Arsenic-induced neurotoxicity in relation to toxicokinetics: Effects on sciatic nerve proteins

• Published in: Chemico-biological interactions Vol. 176; no. 2; pp. 188 - 195
• Main Authors: Vahidnia, A., Romijn, F., van der Voet, G.B., de Wolff, F.A.
• Format: Journal Article
• Language: English
• Published: Ireland Elsevier Ireland Ltd 25.11.2008
• Subjects: Animals; Arsenite; Arsenites - pharmacokinetics; Arsenites - toxicity; Arsenites - urine; Body Weight - drug effects; Calpain; Calpain - biosynthesis; Male; Microtubule-associated protein tau; Neurofilament; Neurofilament Proteins - biosynthesis; Neurofilament Proteins - metabolism; Neurotoxicity; Neurotoxins - pharmacokinetics; Neurotoxins - toxicity; Neurotoxins - urine; Peripheral Nervous System - drug effects; Peripheral Nervous System - metabolism; Phosphorylation; Rats; Rats, Wistar; Sciatic Nerve - drug effects; Sciatic Nerve - metabolism; Sodium Compounds - pharmacokinetics; Sodium Compounds - toxicity; Sodium Compounds - urine; Tissue Distribution; Calpain; Neurofilament; Neurotoxicity; Phosphorylation; Arsenite; Microtubule-associated protein tau
• ISSN: 0009-2797; 1872-7786
• DOI: 10.1016/j.cbi.2008.07.001

In our previous study in rats acutely exposed to As, we observed an effect of As on neurofilaments in the sciatic nerve.

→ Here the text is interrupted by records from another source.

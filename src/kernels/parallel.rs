//! Parallel block step: at least one of `N` components must
//! work. Output = `1 - prod(1 - r_i)`, capped.

use crate::cap::cap_lanes;
use crate::kernels::{identical_window, row_window};

#[inline(always)]
pub fn step<const W: usize>(reliabilities: &[f64], n: usize, t_stride: usize, t0: usize) -> [f64; W] {
    let mut acc = [1.0f64; W];
    for i in 0..n {
        let row = row_window::<W>(reliabilities, i, t_stride, t0);
        for w in 0..W {
            acc[w] *= 1.0 - row[w];
        }
    }
    let mut out = [0.0f64; W];
    for w in 0..W {
        out[w] = 1.0 - acc[w];
    }
    cap_lanes(out)
}

/// Identical-components parallel step: `1 - (1 - r)^N`, computed as `N-1`
/// multiplications.
#[inline(always)]
pub fn identical_step<const W: usize>(reliabilities: &[f64], n: usize, t0: usize) -> [f64; W] {
    let base = identical_window::<W>(reliabilities, t0);
    let mut unreliability = [0.0f64; W];
    for w in 0..W {
        unreliability[w] = 1.0 - base[w];
    }
    let mut acc = unreliability;
    for _ in 1..n {
        for w in 0..W {
            acc[w] *= unreliability[w];
        }
    }
    let mut out = [0.0f64; W];
    for w in 0..W {
        out[w] = 1.0 - acc[w];
    }
    cap_lanes(out)
}

#[cfg(test)]
mod tests {
    use super::*;

    /// N=3, T=1, r = [0.9, 0.8, 0.5] -> 0.99.
    #[test]
    fn parallel_n3_t1_matches_closed_form() {
        let reliabilities = [0.9, 0.8, 0.5];
        let out = step::<1>(&reliabilities, 3, 1, 0);
        assert!((out[0] - 0.99).abs() < 1e-12);
    }

    #[test]
    fn all_zero_is_zero() {
        let reliabilities = [0.0; 3];
        let out = step::<1>(&reliabilities, 3, 1, 0);
        assert_eq!(out[0], 0.0);
    }

    #[test]
    fn all_ones_is_one() {
        let reliabilities = [1.0; 3];
        let out = step::<1>(&reliabilities, 3, 1, 0);
        assert_eq!(out[0], 1.0);
    }

    /// Series/Parallel duality:
    /// series(r) == 1 - parallel(1-r) up to ULP.
    #[test]
    fn series_parallel_duality() {
        let r = [0.9, 0.8, 0.5, 0.3];
        let unreliability: Vec<f64> = r.iter().map(|x| 1.0 - x).collect();
        let series_out = super::super::series::step::<1>(&r, 4, 1, 0)[0];
        let parallel_out = step::<1>(&unreliability, 4, 1, 0)[0];
        assert!((series_out - (1.0 - parallel_out)).abs() < 1e-12);
    }

    #[test]
    fn identical_matches_closed_form() {
        let reliabilities = [0.8; 5];
        let out = identical_step::<1>(&reliabilities, 5, 0);
        let expected = 1.0 - (1.0f64 - 0.8).powi(5);
        assert!((out[0] - expected).abs() < 1e-12);
    }
}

This study deals with the effects of inorganic As in Wistar rats on the cytoskeletal protein composition of the sciatic nerve after subchronic intoxication. Sodium meta-arsenite (NaAsO 2) dissolved in phosphate-buffered saline (PBS) was administered daily in doses of 0, 3 and 10 mg/kg body weight/day ( n = 9 rats/group) by intragastric route for 4, 8 and 12 week periods. Toxicokinetic measurements revealed a saturation of blood As in the 3- and 10-mg/kg dose groups at approximately 14 μg/ml, with an increase in renal clearance of As at increasing doses. After exsanguination, sciatic nerves were excised and the protein composition was analyzed. Analysis of the sciatic nerves showed compositional changes in their proteins. Protein expression of neurofilament Medium (NF-M) and High (NF-H) was unchanged. Neurofilament protein Low (NF-L) expression was reduced, while μ- and m-calpain protein expression was increased, both in a dose/time pattern. Furthermore, NF-H protein was hypophosphorylated, while NF-L and microtubule-associated protein tau (MAP-tau) proteins were (hyper)-phosphorylated. In conclusion, we show that expression of μ- and m-calpain protein is increased by exposure to As, possibly leading to increased NF-L degradation. In addition, hyperphosphorylation of NF-L and MAP-tau by As also contribute to destabilization and disruption of the cytoskeletal framework, which eventually may lead to axonal degeneration.